Née à Comox, Colombie-Britannique en 1979, Emily St. John Mandel est une romancière canadienne anglophone.

Elle passe son enfance sur l'île de Denman. Elle s'inscrit à une école de danse de Toronto, The School of Toronto Dance Theatre, puis vit un temps à Montréal, avant de s'installer à New York.
Elle est aujourd'hui mariée et vit à Brooklyn avec son mari et sa fille.

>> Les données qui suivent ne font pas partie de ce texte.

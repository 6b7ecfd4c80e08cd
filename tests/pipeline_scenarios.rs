//! End-to-end pipeline scenarios against scripted collaborators
//!
//! Run with: cargo test --test pipeline_scenarios

mod common;

use common::*;
use cypherloop::config::DEFAULT_DENYLIST;
use cypherloop::pipeline::{StopReason, FALLBACK_ANSWER, REPAIR_HEADER};
use cypherloop::{
    CancellationToken, MockCompletion, MockStore, PipelineConfig, PipelineError, QueryPipeline,
};
use serde_json::json;
use std::io::Write;
use std::sync::Arc;
use std::time::{Duration, Instant};

#[tokio::test]
async fn transformers_question_end_to_end() {
    let completion = Arc::new(routed_completion(
        TRANSFORMERS_QUERY,
        &review(TRANSFORMERS_QUERY, &[]),
        "According to the database, \"Attention Is All You Need\" was written by A. Vaswani.",
    ));
    let store = Arc::new(MockStore::new(PAPER_SCHEMA).returning(transformers_row()));
    let pipeline = QueryPipeline::new(completion.clone(), store.clone());

    let answer = pipeline.answer_via_query(TRANSFORMERS_QUESTION).await;

    assert!(answer.answer.contains("Attention Is All You Need"));
    assert!(answer.answer.contains("A. Vaswani"));
    assert_eq!(answer.identifiers, vec!["4:abc:1"]);
    for term in DEFAULT_DENYLIST {
        assert!(!mentions_word(&answer.answer, term), "answer leaks '{}'", term);
    }

    // Executed in canonical form, and the single row reached the answer prompt.
    let executed = store.executed();
    assert_eq!(executed.len(), 1);
    assert!(executed[0].contains("elementId(p) AS _id"));
    assert!(!executed[0].contains(" id(p)"));
    let answer_prompt = completion.prompts().pop().expect("answer prompt");
    let row = r#"{"Paper":"Attention Is All You Need","Authors":["A. Vaswani"],"_id":"4:abc:1"}"#;
    assert!(answer_prompt.contains(row));
}

#[tokio::test]
async fn always_failing_store_degrades_to_dont_know() {
    let query = "MATCH (p:Paper) RETURN p.title AS Paper";
    let completion = Arc::new(routed_completion(query, &review(query, &[]), "I don't know."));
    let store = Arc::new(
        MockStore::new(PAPER_SCHEMA)
            .failing_forever("Neo.ClientError.Statement.SyntaxError: Invalid input 'X'"),
    );
    let pipeline = QueryPipeline::new(completion.clone(), store.clone());

    let run = pipeline.run(TRANSFORMERS_QUESTION, &CancellationToken::new()).await;
    let retrieval = run.retrieval.as_ref().expect("retrieval completes");

    assert!(retrieval.result().is_none());
    assert_eq!(retrieval.execution.attempts, 5);
    assert_eq!(retrieval.execution.stop, StopReason::Exhausted);
    assert_eq!(store.executed().len(), 5);

    assert_eq!(run.answer.answer, "I don't know.");
    assert!(run.answer.identifiers.is_empty());
    assert!(!run.answer.answer.contains("SyntaxError"));
    let answer_prompt = completion.prompts().pop().expect("answer prompt");
    assert!(answer_prompt.ends_with("Context:\nI don't know\n"));
    assert!(!answer_prompt.contains("SyntaxError"));
}

#[tokio::test]
async fn store_failing_twice_recovers_after_two_repairs() {
    let completion = Arc::new(
        MockCompletion::new()
            .respond("MATCH (p:Paper) RETURN p.name AS Paper, id(p) AS _id")
            .respond(review("MATCH (p:Paper) RETURN p.name AS Paper, id(p) AS _id", &[]))
            .respond(review("MATCH (p:Paper) RETURN p.titel AS Paper, id(p) AS _id", &[]))
            .respond(review("MATCH (p:Paper) RETURN p.title AS Paper, id(p) AS _id", &[]))
            .respond("The paper is Attention Is All You Need."),
    );
    let store = Arc::new(
        MockStore::new(PAPER_SCHEMA)
            .failing("Unknown property 'name'")
            .failing("Unknown property 'titel'")
            .returning(json!([{ "Paper": "Attention Is All You Need", "_id": "4:abc:1" }])),
    );
    let pipeline = QueryPipeline::new(completion.clone(), store.clone());

    let run = pipeline.run("Which paper is in the graph?", &CancellationToken::new()).await;
    let retrieval = run.retrieval.as_ref().expect("retrieval completes");

    assert_eq!(retrieval.execution.repairs, 2);
    assert_eq!(retrieval.execution.attempts, 3);
    assert!(retrieval.result().is_some());
    assert_eq!(
        run.final_query(),
        Some("MATCH (p:Paper) RETURN p.title AS Paper, elementId(p) AS _id")
    );
    assert_eq!(run.answer.identifiers, vec!["4:abc:1"]);

    // Each runtime repair saw exactly the engine message that triggered it.
    let prompts = completion.prompts();
    assert!(prompts[2].contains("- Unknown property 'name'"));
    assert!(prompts[3].contains("- Unknown property 'titel'"));
}

#[tokio::test]
async fn validation_that_never_converges_is_bounded() {
    let query = "MATCH (n) RETURN n";
    let completion = Arc::new(routed_completion(
        query,
        &review(query, &["Label is missing"]),
        "I don't know.",
    ));
    let store = Arc::new(MockStore::new(PAPER_SCHEMA).returning_forever(json!([])));
    let pipeline = QueryPipeline::new(completion.clone(), store.clone());

    let run = pipeline.run("What is there?", &CancellationToken::new()).await;
    let retrieval = run.retrieval.as_ref().expect("retrieval completes");

    assert!(!retrieval.validation.converged);
    assert_eq!(retrieval.validation.attempts, 5);
    assert_eq!(completion.count_containing(REPAIR_HEADER), 5);
    // Best-effort candidate still runs, and an empty result is present, not absent.
    assert_eq!(store.executed(), vec![query]);
    assert_eq!(retrieval.result().map(|r| r.is_empty()), Some(true));
    assert_eq!(run.context.as_deref(), Some("[]"));
    assert_eq!(completion.call_count(), 7);
}

#[tokio::test]
async fn synthesis_failure_is_hard_in_retrieve_but_answered_in_run() {
    let store = Arc::new(MockStore::new(PAPER_SCHEMA));

    let completion = Arc::new(MockCompletion::new().fail("connection refused"));
    let pipeline = QueryPipeline::new(completion, store.clone());
    let err = pipeline
        .retrieve(TRANSFORMERS_QUESTION, &CancellationToken::new())
        .await
        .expect_err("no query to run");
    assert!(matches!(err, PipelineError::Synthesis(_)));

    let completion = Arc::new(
        MockCompletion::new()
            .fail("connection refused")
            .respond("I don't know."),
    );
    let pipeline = QueryPipeline::new(completion, store.clone());
    let answer = pipeline.answer_via_query(TRANSFORMERS_QUESTION).await;
    assert_eq!(answer.answer, "I don't know.");
    assert!(answer.identifiers.is_empty());
    assert!(store.executed().is_empty());
}

#[tokio::test]
async fn answer_failure_returns_fallback_with_identifiers() {
    let completion = Arc::new(
        MockCompletion::new()
            .route(cypherloop::pipeline::SYNTHESIS_HEADER, TRANSFORMERS_QUERY)
            .route(REPAIR_HEADER, review(TRANSFORMERS_QUERY, &[])),
    );
    let store = Arc::new(MockStore::new(PAPER_SCHEMA).returning(transformers_row()));
    let pipeline = QueryPipeline::new(completion, store);

    let answer = pipeline.answer_via_query(TRANSFORMERS_QUESTION).await;

    assert_eq!(answer.answer, FALLBACK_ANSWER);
    assert_eq!(answer.identifiers, vec!["4:abc:1"]);
}

#[tokio::test]
async fn cancelled_token_never_touches_the_store() {
    let completion = Arc::new(routed_completion(
        TRANSFORMERS_QUERY,
        &review(TRANSFORMERS_QUERY, &[]),
        "I don't know.",
    ));
    let store = Arc::new(MockStore::new(PAPER_SCHEMA).returning_forever(transformers_row()));
    let pipeline = QueryPipeline::new(completion.clone(), store.clone());
    let token = CancellationToken::new();
    token.cancel();

    let run = pipeline.run(TRANSFORMERS_QUESTION, &token).await;

    assert!(matches!(run.failure, Some(PipelineError::Cancelled)));
    assert!(store.executed().is_empty());
    assert_eq!(run.answer.answer, "I don't know.");
    assert_eq!(completion.call_count(), 1);
}

#[tokio::test]
async fn retrieval_deadline_cuts_off_slow_store() {
    let completion = Arc::new(routed_completion(
        TRANSFORMERS_QUERY,
        &review(TRANSFORMERS_QUERY, &[]),
        "I don't know.",
    ));
    let store = Arc::new(
        MockStore::new(PAPER_SCHEMA)
            .returning_forever(transformers_row())
            .with_latency(Duration::from_secs(5)),
    );
    let config = PipelineConfig::default().with_retrieval_deadline(Duration::from_millis(100));
    let pipeline = QueryPipeline::with_config(completion, store.clone(), config).unwrap();

    let started = Instant::now();
    let run = pipeline.run(TRANSFORMERS_QUESTION, &CancellationToken::new()).await;

    assert!(started.elapsed() < Duration::from_secs(2));
    let retrieval = run.retrieval.as_ref().expect("loops report cancellation, not failure");
    assert_eq!(retrieval.execution.stop, StopReason::Cancelled);
    assert!(retrieval.result().is_none());
    assert!(store.executed().is_empty());
    assert_eq!(run.answer.answer, "I don't know.");
}

#[tokio::test]
async fn concurrent_questions_do_not_share_state() {
    let completion = Arc::new(TopicCompletion {
        topics: vec!["alpha", "beta"],
    });
    let pipeline = QueryPipeline::new(completion, Arc::new(LabelStore));

    let (alpha, beta) = tokio::join!(
        pipeline.answer_via_query("How many alpha nodes are there?"),
        pipeline.answer_via_query("How many beta nodes are there?"),
    );

    assert_eq!(alpha.identifiers, vec!["alpha-1"]);
    assert_eq!(alpha.answer, "There is one alpha node.");
    assert_eq!(beta.identifiers, vec!["beta-1"]);
    assert_eq!(beta.answer, "There is one beta node.");
}

#[tokio::test]
async fn budgets_from_config_file_are_respected() {
    let mut file = tempfile::NamedTempFile::new().unwrap();
    writeln!(file, "max_execution_attempts: 2\ndenylist: [graph]").unwrap();
    let config = PipelineConfig::load(file.path()).unwrap();
    assert_eq!(config.max_validation_attempts, 5);

    let query = "MATCH (n) RETURN n";
    let completion = Arc::new(routed_completion(
        query,
        &review(query, &[]),
        "The graph has no answer, but the database might.",
    ));
    let store = Arc::new(MockStore::new(PAPER_SCHEMA).failing_forever("boom"));
    let pipeline = QueryPipeline::with_config(completion, store.clone(), config).unwrap();

    let answer = pipeline.answer_via_query("q").await;

    assert_eq!(store.executed().len(), 2);
    // Only the configured vocabulary is stripped.
    assert_eq!(answer.answer, "The  has no answer, but the database might.");
}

Son premier roman, "Dernière Nuit à Montréal" (Last Night in Montreal), a été finaliste du ForeWord Magazine's 2009 Book of the Year. "On ne joue pas avec la mort" (The Singer's Gun, 2010), son deuxième titre traduit en France, remporte le Prix Mystère de la critique en 2014. Son troisième roman, le premier publié au Canada, est "Les Variations Sebastian" (The Lola Quartet, 2012).
Elle publie en 2014 "Station Eleven", un roman dystopique se déroulant dans un monde post-apocalyptique après qu'un virus a ravagé la Terre.
Cela lui vaut des nominations aux PEN/Faulkner Award et Baileys Women's Prize for Fiction, ainsi que d'être finaliste du National Book Award 2014.